[Problem statement]: Locate each line in the records containing "Parser". Copy it.
━━━━━━━━
use crate::models::{SensorDescriptor, SensorRecord, SensorValue};

/// Longest string [`format_value`] returns.
pub const MAX_VALUE_LEN: usize = 24;

/// Longest string [`format_thresholds`] returns: all four labels set.
pub const MAX_THRESHOLDS_LEN: usize = 11;

pub const UNKNOWN_VALUE: &str = "(unknown)";

pub const THRESHOLDS_OK: &str = "ok";

/// Render the reading: six fixed decimals for doubles, plain decimal for
/// integers.
///
/// Doubles too large for the fixed form within [`MAX_VALUE_LEN`] switch to
/// scientific notation.
pub fn format_value(record: &SensorRecord) -> String {
    match record.value {
        Some(SensorValue::Double(d)) => {
            let fixed = format!("{:.6}", d);
            if fixed.len() <= MAX_VALUE_LEN {
                fixed
            } else {
                format!("{:.6e}", d)
            }
        }
        Some(SensorValue::Int64(x)) => x.to_string(),
        None => UNKNOWN_VALUE.to_string(),
    }
}

/// Comma-joined labels of the raised alarms in canonical order, or `ok`.
pub fn format_thresholds(record: &SensorRecord) -> String {
    let labels: Vec<&str> = record.thresholds.active().map(|t| t.label()).collect();
    if labels.is_empty() {
        THRESHOLDS_OK.to_string()
    } else {
        labels.join(",")
    }
}

/// One output line, without the trailing newline.
pub fn format_line(desc: &SensorDescriptor, record: &SensorRecord) -> String {
    format!(
        "{}: {} {}",
        desc.object,
        format_value(record),
        format_thresholds(record)
    )
}
use std::net::SocketAddr;
use std::path::PathBuf;
use std::sync::Arc;
use std::time::Duration;

use anyhow::{Context, Result, anyhow};
use clap::Parser;
use region_scale::presets::DownscalePreset;
use region_watch::config::{API_KEY_ENV, MAX_FRAME_RATE_HZ, MIN_FRAME_RATE_HZ};
use region_watch::probe::probe_api_key;
use region_watch::relay::{BroadcastServer, ControlServer, SentenceObserver};
use region_watch::{
    HasRecoverySuggestion, Orchestrator, Region, ResponseFragment, ResponseObserver, SessionState,
    WatchSettings,
};
use tracing::{info, warn};
use tracing_subscriber::{EnvFilter, fmt};

const DEFAULT_PROMPT: &str = "Watch this screen region and describe what you see. Alert me of any significant changes or interesting activity.";

/// Stream a screen region to a live multimodal model and print what it says.
#[derive(Parser, Debug)]
#[command(name = "region-watch")]
#[command(about = "👀 Stream a screen region to a live model and print its commentary")]
#[command(long_about = "Capture a region of the screen a few times a second, send each snapshot with a prompt
to a live multimodal model over a persistent session, and print the streamed replies as they arrive.")]
struct Args {
    /// Region to watch
    #[arg(short, long, help = "Region to watch as x,y,width,height (e.g. 0,0,800,600)")]
    region: Option<Region>,

    /// Snapshots per second
    #[arg(short, long, help = "Snapshots per second, 1 to 10 (default 2)")]
    fps: Option<u32>,

    /// Prompt sent with every snapshot
    #[arg(short, long, help = "Prompt sent with every snapshot")]
    prompt: Option<String>,

    /// API key
    #[arg(long, env = "GEMINI_API_KEY", hide_env_values = true, help = "API key for the model service")]
    api_key: Option<String>,

    /// JPEG quality preset
    #[arg(short, long,
          help = "JPEG quality preset: low (smallest frames), medium, high (default), ultra (sharpest)")]
    quality: Option<String>,

    /// Downscale preset
    #[arg(short, long, value_enum, help = "Longest side sent to the model")]
    scale: Option<DownscalePreset>,

    /// Watch duration (supports seconds, minutes, hours)
    #[arg(short, long,
          help = "How long to watch: 30s, 2m, 1h (default: until Ctrl-C)")]
    duration: Option<String>,

    /// Reopen the live session periodically
    #[arg(long, help = "Reopen the live session after this long, e.g. 30s")]
    rotate_after: Option<String>,

    /// Settings file
    #[arg(short, long, help = "TOML settings file")]
    config: Option<PathBuf>,

    /// Re-publish replies to local WebSocket clients
    #[arg(long, value_name = "ADDR", num_args = 0..=1, default_missing_value = "127.0.0.1:8001",
          help = "Broadcast finished replies over WebSocket (default 127.0.0.1:8001)")]
    broadcast: Option<SocketAddr>,

    /// Serve /health and /shutdown
    #[arg(long, value_name = "ADDR", num_args = 0..=1, default_missing_value = "127.0.0.1:8005",
          help = "Serve GET /health and POST /shutdown (default 127.0.0.1:8005)")]
    control: Option<SocketAddr>,

    /// Check the API key and exit
    #[arg(long, help = "Check the API key with a single request and exit")]
    probe: bool,
}

/// Prints fragments to stdout as `[HH:MM:SS] text`.
struct ConsoleObserver;

impl ResponseObserver for ConsoleObserver {
    fn on_fragment(&self, fragment: &ResponseFragment) -> Result<()> {
        println!("{}", fragment);
        Ok(())
    }

    fn on_status(&self, state: &SessionState) -> Result<()> {
        if let SessionState::Failed(reason) = state {
            eprintln!("session failed: {}", reason);
        }
        Ok(())
    }
}

#[tokio::main]
async fn main() -> Result<()> {
    // RUST_LOG overrides, e.g. RUST_LOG=region_watch=debug
    let filter = EnvFilter::try_from_default_env()
        .unwrap_or_else(|_| EnvFilter::new("region_watch=info"));
    fmt()
        .with_writer(std::io::stderr)
        .with_env_filter(filter)
        .with_target(false)
        .init();

    let args = Args::parse();

    let settings = match &args.config {
        Some(path) => WatchSettings::load(path)
            .with_context(|| format!("loading settings from {}", path.display()))?,
        None => WatchSettings::default(),
    };

    let mut encoder_settings = settings.encoder_settings();
    if let Some(quality) = &args.quality {
        let q = parse_quality(quality)?;
        encoder_settings.quality = q;
        encoder_settings.min_quality = encoder_settings.min_quality.min(q);
    }
    if let Some(scale) = args.scale {
        encoder_settings.max_long_side = scale.long_side();
    }

    let mut channel_settings = settings.channel_settings();
    if let Some(rotate) = &args.rotate_after {
        channel_settings.rotate_after = Some(parse_duration(rotate)?);
    }

    let (mut config, has_region) = settings.session_config(None);
    if let Some(key) = args.api_key {
        config.api_key = key;
    }

    if args.probe {
        if config.api_key.trim().is_empty() {
            return Err(anyhow!("no API key: pass --api-key or set {}", API_KEY_ENV));
        }
        let outcome = probe_api_key(&channel_settings, &config.api_key).await?;
        println!("{}", outcome);
        return Ok(());
    }

    match args.region {
        Some(region) => config.region = region,
        None if !has_region => {
            return Err(anyhow!(
                "no region: pass --region x,y,width,height or set [session].region"
            ));
        }
        None => {}
    }
    if let Some(fps) = args.fps {
        if !(MIN_FRAME_RATE_HZ..=MAX_FRAME_RATE_HZ).contains(&fps) {
            warn!(fps, "frame rate outside {}..={}", MIN_FRAME_RATE_HZ, MAX_FRAME_RATE_HZ);
        }
        config.frame_rate_hz = fps;
    }
    if let Some(prompt) = args.prompt {
        config.prompt = prompt.into();
    } else if config.prompt.trim().is_empty() {
        config.prompt = DEFAULT_PROMPT.into();
    }
    let duration = args.duration.as_deref().map(parse_duration).transpose()?;

    let mut services = settings.service_settings();
    if args.broadcast.is_some() {
        services.broadcast = args.broadcast;
    }
    if args.control.is_some() {
        services.control = args.control;
    }

    let mut builder = Orchestrator::builder()
        .with_observer(Arc::new(SentenceObserver::new(Arc::new(ConsoleObserver))))
        .with_encoder_settings(encoder_settings)
        .with_channel_settings(channel_settings);
    let broadcast = match services.broadcast {
        Some(addr) => {
            let server = Arc::new(BroadcastServer::bind(addr).await?);
            builder = builder.with_observer(Arc::new(SentenceObserver::new(server.clone())));
            Some(server)
        }
        None => None,
    };
    let control = match services.control {
        Some(addr) => Some(ControlServer::bind(addr).await?),
        None => None,
    };
    let orchestrator = builder.build()?;

    if let Err(e) = orchestrator.start(config).await {
        if let Some(hint) = e.recovery_suggestion() {
            eprintln!("hint: {}", hint);
        }
        return Err(e.into());
    }
    info!("watching; press Ctrl-C to stop");

    let mut status = orchestrator.subscribe();
    let failed = async move {
        loop {
            if let SessionState::Failed(reason) = status.borrow_and_update().clone() {
                return reason;
            }
            if status.changed().await.is_err() {
                std::future::pending::<()>().await;
            }
        }
    };
    let deadline = async {
        match duration {
            Some(d) => tokio::time::sleep(d).await,
            None => std::future::pending().await,
        }
    };

    let remote_stop = async {
        match &control {
            Some(control) => control.shutdown_requested().await,
            None => std::future::pending().await,
        }
    };

    let outcome = tokio::select! {
        _ = tokio::signal::ctrl_c() => Ok(()),
        _ = deadline => Ok(()),
        _ = remote_stop => Ok(()),
        reason = failed => Err(anyhow!("session failed: {}", reason)),
    };

    orchestrator.stop().await;
    if let Some(broadcast) = &broadcast {
        broadcast.shutdown().await;
    }
    if let Some(control) = &control {
        control.close().await;
    }
    let stats = orchestrator.stats();
    info!(
        attempted = stats.attempted,
        sent = stats.sent,
        dropped = stats.dropped_sends,
        skipped = stats.skipped_ticks,
        responses = orchestrator.sink().len(),
        "done"
    );
    outcome
}

/// Parse duration string like "30s", "2m", "1h"; a bare number is seconds
fn parse_duration(duration: &str) -> Result<Duration> {
    if let Ok(seconds) = duration.parse::<u64>() {
        return Ok(Duration::from_secs(seconds));
    }

    let len = duration.len();
    if len < 2 {
        return Err(anyhow!("Invalid duration format: {}", duration));
    }

    let (num_str, unit) = duration.split_at(len - 1);
    let num: u64 = num_str
        .parse()
        .map_err(|_| anyhow!("Invalid number in duration: {}", num_str))?;

    match unit {
        "s" => Ok(Duration::from_secs(num)),
        "m" => Ok(Duration::from_secs(num * 60)),
        "h" => Ok(Duration::from_secs(num * 3600)),
        _ => Err(anyhow!(
            "Invalid duration unit: {}. Use 's' for seconds, 'm' for minutes, 'h' for hours",
            unit
        )),
    }
}

/// Parse quality preset into a JPEG quality
fn parse_quality(quality: &str) -> Result<u8> {
    match quality.to_lowercase().as_str() {
        "low" => Ok(50),
        "medium" => Ok(70),
        "high" => Ok(85),
        "ultra" => Ok(95),
        _ => Err(anyhow!(
            "Invalid quality preset: {}. Use: low, medium, high, ultra",
            quality
        )),
    }
}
━━━━━━━━
[Solution]:
use clap::Parser;
#[derive(Parser, Debug)]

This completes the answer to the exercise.